Before talking about Hangzhou city, there are some basic information about Chinese urban design we need to know. So there are three types of urban design projects could be identified in classifying contemporary urban design activities. Firstly, urban renewal projects in all Chinese cities. Those projects are usually supported by local government and aiming to attract investment. The second is developing New Town in large cities. Because of the limitation of city centre, the local government need to find a new area or new districts to release the force of over population. Another one is designing projects for “Big Evens” such as the 2008 Olympic Games in Beijing, the 2010 World Expo in Shanghai and the 2016 Group20 Summit in Hangzhou.

Figure2: Hangzhou’s Location in china

The picture up there shows the location of Hangzhou. Nearing the Pacific Ocean is one of the necessary condition to develop local economy.

Figure3: Master plan of Hangzhou (2001-2020)

Figure4: Master plan of transportation in Hangzhou

As we can find in master plans, the government try to build a well-connected transportation network in Hangzhou including highways, metro and railways aiming to connect countryside and downtown which provides basic condition to develop New Town. And according to the master plan, we can find that the economy centre is moved to countryside gradually rather than near the West Lake. Here is an example of New Town in Hangzhou.

Figure5: Newtown in Hangzhou: the QianJiang Newtown by Canadian designers

Figure6: The picture of Qianjiang New Town after the completion of the project.

Qianjiang New Town is aiming to provide a mixed use of land such as accommodation, business centre, education, public squares and government office. These New Town projects can give local people more job opportunities and thus people may move to there, in that case, the social resources can be used in a better way.

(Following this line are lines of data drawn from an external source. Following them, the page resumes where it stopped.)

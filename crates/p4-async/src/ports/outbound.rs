//! Outbound Ports (Driven Ports)
//!
//! The synchronous client the adapter wraps. Implementations are free to
//! block for as long as a command takes; the adapter guarantees that no two
//! methods are ever called concurrently on the same session.

use p4_types::{Record, SessionError, SpecFieldTable};

/// A synchronous, single-session command client.
///
/// The adapter takes ownership of the session at construction and only
/// touches it while holding its serialization gate, so implementations need
/// `Send` but not `Sync`.
pub trait BlockingSession: Send + 'static {
    /// Open the connection.
    fn connect(&mut self) -> Result<(), SessionError>;

    /// Close the connection.
    fn disconnect(&mut self) -> Result<(), SessionError>;

    /// Whether the connection is currently open.
    fn is_connected(&self) -> bool;

    /// Execute one command and return its records.
    fn run(&mut self, command: &str, args: &[String]) -> Result<Vec<Record>, SessionError>;

    /// Set the input buffer consumed by the next `-i` style command.
    fn set_input(&mut self, input: Vec<Record>);

    /// Listable command -> spec fields. Read once at adapter construction.
    fn spec_fields(&self) -> SpecFieldTable {
        SpecFieldTable::standard()
    }

    /// List the tickets known to the client.
    fn run_tickets(&mut self) -> Result<Vec<Record>, SessionError> {
        self.run("tickets", &[])
    }
}
//! Mini Social feed service
//!
//! A single-user social feed held in memory. Every action returns a freshly rendered,
//! declarative view of the feed for the client to display.

mod api;
mod app;
mod auth;
mod config;
mod errors;
mod models;
mod render;
mod search;
mod share;
mod store;

use std::sync::Arc;

use axum::{
    middleware,
    routing::{delete, get, post},
    Router,
};
use tokio::sync::Mutex;
use tower_http::cors::{Any, CorsLayer};
use tower_http::trace::TraceLayer;
use tracing_subscriber::{layer::SubscriberExt, util::SubscriberInitExt, EnvFilter};

use app::FeedApp;
use config::Config;

/// Application state shared across all handlers.
///
/// The feed sits behind a single lock so each action is handled to completion before the
/// next one starts.
#[derive(Clone)]
pub struct AppState {
    pub feed: Arc<Mutex<FeedApp>>,
}

impl AppState {
    pub fn new(config: &Config) -> Self {
        let posts = if config.seed_posts {
            store::seed_posts()
        } else {
            Vec::new()
        };
        let feed = FeedApp::new(posts, config.page_url.clone());

        Self {
            feed: Arc::new(Mutex::new(feed)),
        }
    }
}

#[tokio::main]
async fn main() -> Result<(), Box<dyn std::error::Error>> {
    // Load configuration
    let config = Config::from_env()?;

    // Initialize logging
    let env_filter =
        EnvFilter::try_from_default_env().unwrap_or_else(|_| EnvFilter::new(&config.log_level));

    tracing_subscriber::registry()
        .with(env_filter)
        .with(tracing_subscriber::fmt::layer())
        .init();

    tracing::info!("Starting Mini Social feed service");
    tracing::info!("Bind address: {}", config.bind_addr);
    tracing::info!("Share page URL: {}", config.page_url);

    let state = AppState::new(&config);
    tracing::info!(
        "Feed ready with {} posts",
        state.feed.lock().await.store().len()
    );

    // Build router
    let app = create_router(state);

    // Start server
    let listener = tokio::net::TcpListener::bind(&config.bind_addr).await?;
    tracing::info!("Server listening on {}", config.bind_addr);

    axum::serve(listener, app).await?;

    Ok(())
}

/// Create the application router with all routes.
pub fn create_router(state: AppState) -> Router {
    // CORS configuration
    let cors = CorsLayer::new()
        .allow_origin(Any)
        .allow_methods(Any)
        .allow_headers(Any);

    // Session routes (no session required)
    let session_routes = Router::new()
        .route("/session", get(api::get_session))
        .route("/session/login", post(api::login))
        .route("/session/logout", post(api::logout))
        .route("/session/signup", post(api::signup));

    // Feed routes, reachable only while logged in
    let feed = state.feed.clone();
    let feed_routes = Router::new()
        .route("/feed", get(api::get_feed))
        .route("/feed/revision", get(api::get_revision))
        .route("/search", get(api::search_posts))
        .route("/posts", post(api::publish_post))
        .route("/posts/{id}", delete(api::delete_post))
        .route("/posts/{id}/like", post(api::toggle_like))
        .route("/posts/{id}/comments", post(api::add_comment))
        .route("/posts/{id}/share", post(api::share_post))
        .route_layer(middleware::from_fn(move |req, next| {
            auth::session_layer(feed.clone(), req, next)
        }));

    // Health check (no auth required)
    let health_routes = Router::new().route("/health", get(health_check));

    Router::new()
        .nest("/api", session_routes.merge(feed_routes))
        .merge(health_routes)
        .layer(cors)
        .layer(TraceLayer::new_for_http())
        .with_state(state)
}

/// Health check endpoint.
async fn health_check() -> &'static str {
    "OK"
}

#[cfg(test)]
mod tests;
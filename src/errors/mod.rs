//! Error handling module for the feed service.
//!
//! Provides centralized error types with mapping to HTTP status codes and response envelopes.

use axum::{
    http::StatusCode,
    response::{IntoResponse, Response},
    Json,
};
use serde::{Deserialize, Serialize};

/// Error codes as constants to avoid stringly-typed errors.
pub mod codes {
    pub const UNAUTHORIZED: &str = "UNAUTHORIZED";
    pub const NOT_FOUND: &str = "NOT_FOUND";
    pub const VALIDATION_ERROR: &str = "VALIDATION_ERROR";
    pub const BAD_REQUEST: &str = "BAD_REQUEST";
}

/// Application error type.
#[derive(Debug, Clone, PartialEq, Eq)]
pub enum AppError {
    /// No active session
    Unauthorized(String),
    /// Post not found
    NotFound(String),
    /// User input rejected
    Validation(String),
    /// Malformed request or configuration value
    BadRequest(String),
}

impl AppError {
    /// Get the HTTP status code for this error.
    pub fn status_code(&self) -> StatusCode {
        match self {
            AppError::Unauthorized(_) => StatusCode::UNAUTHORIZED,
            AppError::NotFound(_) => StatusCode::NOT_FOUND,
            AppError::Validation(_) => StatusCode::BAD_REQUEST,
            AppError::BadRequest(_) => StatusCode::BAD_REQUEST,
        }
    }

    /// Get the error code for this error.
    pub fn error_code(&self) -> &'static str {
        match self {
            AppError::Unauthorized(_) => codes::UNAUTHORIZED,
            AppError::NotFound(_) => codes::NOT_FOUND,
            AppError::Validation(_) => codes::VALIDATION_ERROR,
            AppError::BadRequest(_) => codes::BAD_REQUEST,
        }
    }

    /// Get the user-facing message.
    pub fn message(&self) -> &str {
        match self {
            AppError::Unauthorized(msg)
            | AppError::NotFound(msg)
            | AppError::Validation(msg)
            | AppError::BadRequest(msg) => msg,
        }
    }
}

impl std::fmt::Display for AppError {
    fn fmt(&self, f: &mut std::fmt::Formatter<'_>) -> std::fmt::Result {
        write!(f, "{}: {}", self.error_code(), self.message())
    }
}

impl std::error::Error for AppError {}

/// Error details in the response envelope.
#[derive(Debug, Serialize, Deserialize)]
pub struct ErrorDetails {
    pub code: String,
    pub message: String,
}

/// Error response envelope.
#[derive(Debug, Serialize, Deserialize)]
#[serde(rename_all = "camelCase")]
pub struct ErrorResponse {
    pub success: bool,
    pub error: ErrorDetails,
    pub revision_id: u64,
}

impl ErrorResponse {
    pub fn new(error: &AppError, revision_id: u64) -> Self {
        Self {
            success: false,
            error: ErrorDetails {
                code: error.error_code().to_string(),
                message: error.message().to_string(),
            },
            revision_id,
        }
    }
}

/// Wrapper type for errors that carry revision_id context.
#[derive(Debug)]
pub struct AppErrorWithRevision {
    pub error: AppError,
    pub revision_id: u64,
}

impl IntoResponse for AppErrorWithRevision {
    fn into_response(self) -> Response {
        let status = self.error.status_code();
        let body = ErrorResponse::new(&self.error, self.revision_id);
        (status, Json(body)).into_response()
    }
}
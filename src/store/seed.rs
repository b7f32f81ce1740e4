//! Demo posts shown before any user interaction.

use chrono::{DateTime, TimeZone, Utc};

use crate::models::{Comment, Post, PostId};

fn millis(ms: i64) -> DateTime<Utc> {
    Utc.timestamp_millis_opt(ms).single().unwrap_or_default()
}

fn utc(y: i32, m: u32, d: u32, h: u32, min: u32) -> DateTime<Utc> {
    Utc.with_ymd_and_hms(y, m, d, h, min, 0)
        .single()
        .unwrap_or_default()
}

/// The two posts every fresh feed starts with, oldest first.
pub fn seed_posts() -> Vec<Post> {
    vec![
        Post {
            id: PostId(1_678_886_400_000),
            author: "Demo User".to_string(),
            text: "Welcome to the Mini Social App! This is my first post.".to_string(),
            image_url: None,
            timestamp: utc(2023, 1, 1, 10, 0),
            likes: 2,
            is_liked: false,
            comments: vec![Comment {
                author: "Ali".to_string(),
                text: "Nice work on the app!".to_string(),
                timestamp: millis(1_678_886_400_001),
            }],
        },
        Post {
            id: PostId(1_678_972_800_000),
            author: "Ali".to_string(),
            text: "Having fun with the Coding Night Challenge! HTML, CSS, and JS only!"
                .to_string(),
            image_url: Some("https://picsum.photos/400/200".to_string()),
            timestamp: utc(2023, 1, 2, 12, 30),
            likes: 5,
            is_liked: true,
            comments: Vec::new(),
        },
    ]
}
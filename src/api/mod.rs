//! REST API module.
//!
//! One handler per user action. Handlers lock the shared feed, apply the action and return
//! the freshly rendered view inside the response envelope.

mod feed;
mod posts;
mod search;
mod session;

pub use feed::*;
pub use posts::*;
pub use search::*;
pub use session::*;

use axum::{
    http::StatusCode,
    response::{IntoResponse, Response},
    Json,
};
use serde::Serialize;

/// Success response envelope.
#[derive(Debug, Serialize)]
#[serde(rename_all = "camelCase")]
pub struct ApiResponse<T: Serialize> {
    pub success: bool,
    pub data: T,
    pub revision_id: u64,
}

impl<T: Serialize> ApiResponse<T> {
    pub fn new(data: T, revision_id: u64) -> Self {
        Self {
            success: true,
            data,
            revision_id,
        }
    }
}

impl<T: Serialize> IntoResponse for ApiResponse<T> {
    fn into_response(self) -> Response {
        (StatusCode::OK, Json(self)).into_response()
    }
}

/// Response type that can be either success or error.
pub type ApiResult<T> = Result<ApiResponse<T>, crate::errors::AppErrorWithRevision>;

/// Create a successful API response.
pub fn success<T: Serialize>(data: T, revision_id: u64) -> ApiResult<T> {
    Ok(ApiResponse::new(data, revision_id))
}

/// Create an error API response.
pub fn error<T: Serialize>(err: crate::errors::AppError, revision_id: u64) -> ApiResult<T> {
    Err(crate::errors::AppErrorWithRevision {
        error: err,
        revision_id,
    })
}
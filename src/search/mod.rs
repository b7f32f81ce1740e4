//! Text search over posts.
//!
//! A pure projection: case-insensitive substring match on post text. The store is never
//! reordered or modified.

use crate::models::Post;

/// Normalized search term.
#[derive(Debug, Clone, PartialEq, Eq)]
pub struct SearchTerm {
    needle: String,
}

impl SearchTerm {
    pub fn new(term: &str) -> Self {
        Self {
            needle: term.to_lowercase(),
        }
    }

    /// An empty term matches every post.
    pub fn is_empty(&self) -> bool {
        self.needle.is_empty()
    }

    pub fn matches(&self, post: &Post) -> bool {
        self.is_empty() || post.text.to_lowercase().contains(&self.needle)
    }
}

/// Posts matching `term`, in store order.
pub fn matching<'a>(posts: &'a [Post], term: &str) -> Vec<&'a Post> {
    let term = SearchTerm::new(term);
    posts.iter().filter(|post| term.matches(post)).collect()
}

However, when we talk about New Town in China, we have to discuss the costs of urban renewal and challenges facing Chinese cities. Firstly, economic problems. The rapidly develop of tall-buildings can in some way change the appearance of the New Town. However, the need of buildings can’t catch the speed of growing buildings. Also the competition among neighbouring cities stimulate local governments to encourage more renew projects which contributes to over-building, a problem causing urban sprawl, under usage as well as wasting investment. In that case, some New Towns have been called “ghost towns” because of a large percent of the housing and business buildings there are empty. Another problem is environmental pollution. Urban sprawl and over building cause environment damage such as air pollution and water pollution. Also, the waste of construction materials can lead to the mess of social resources.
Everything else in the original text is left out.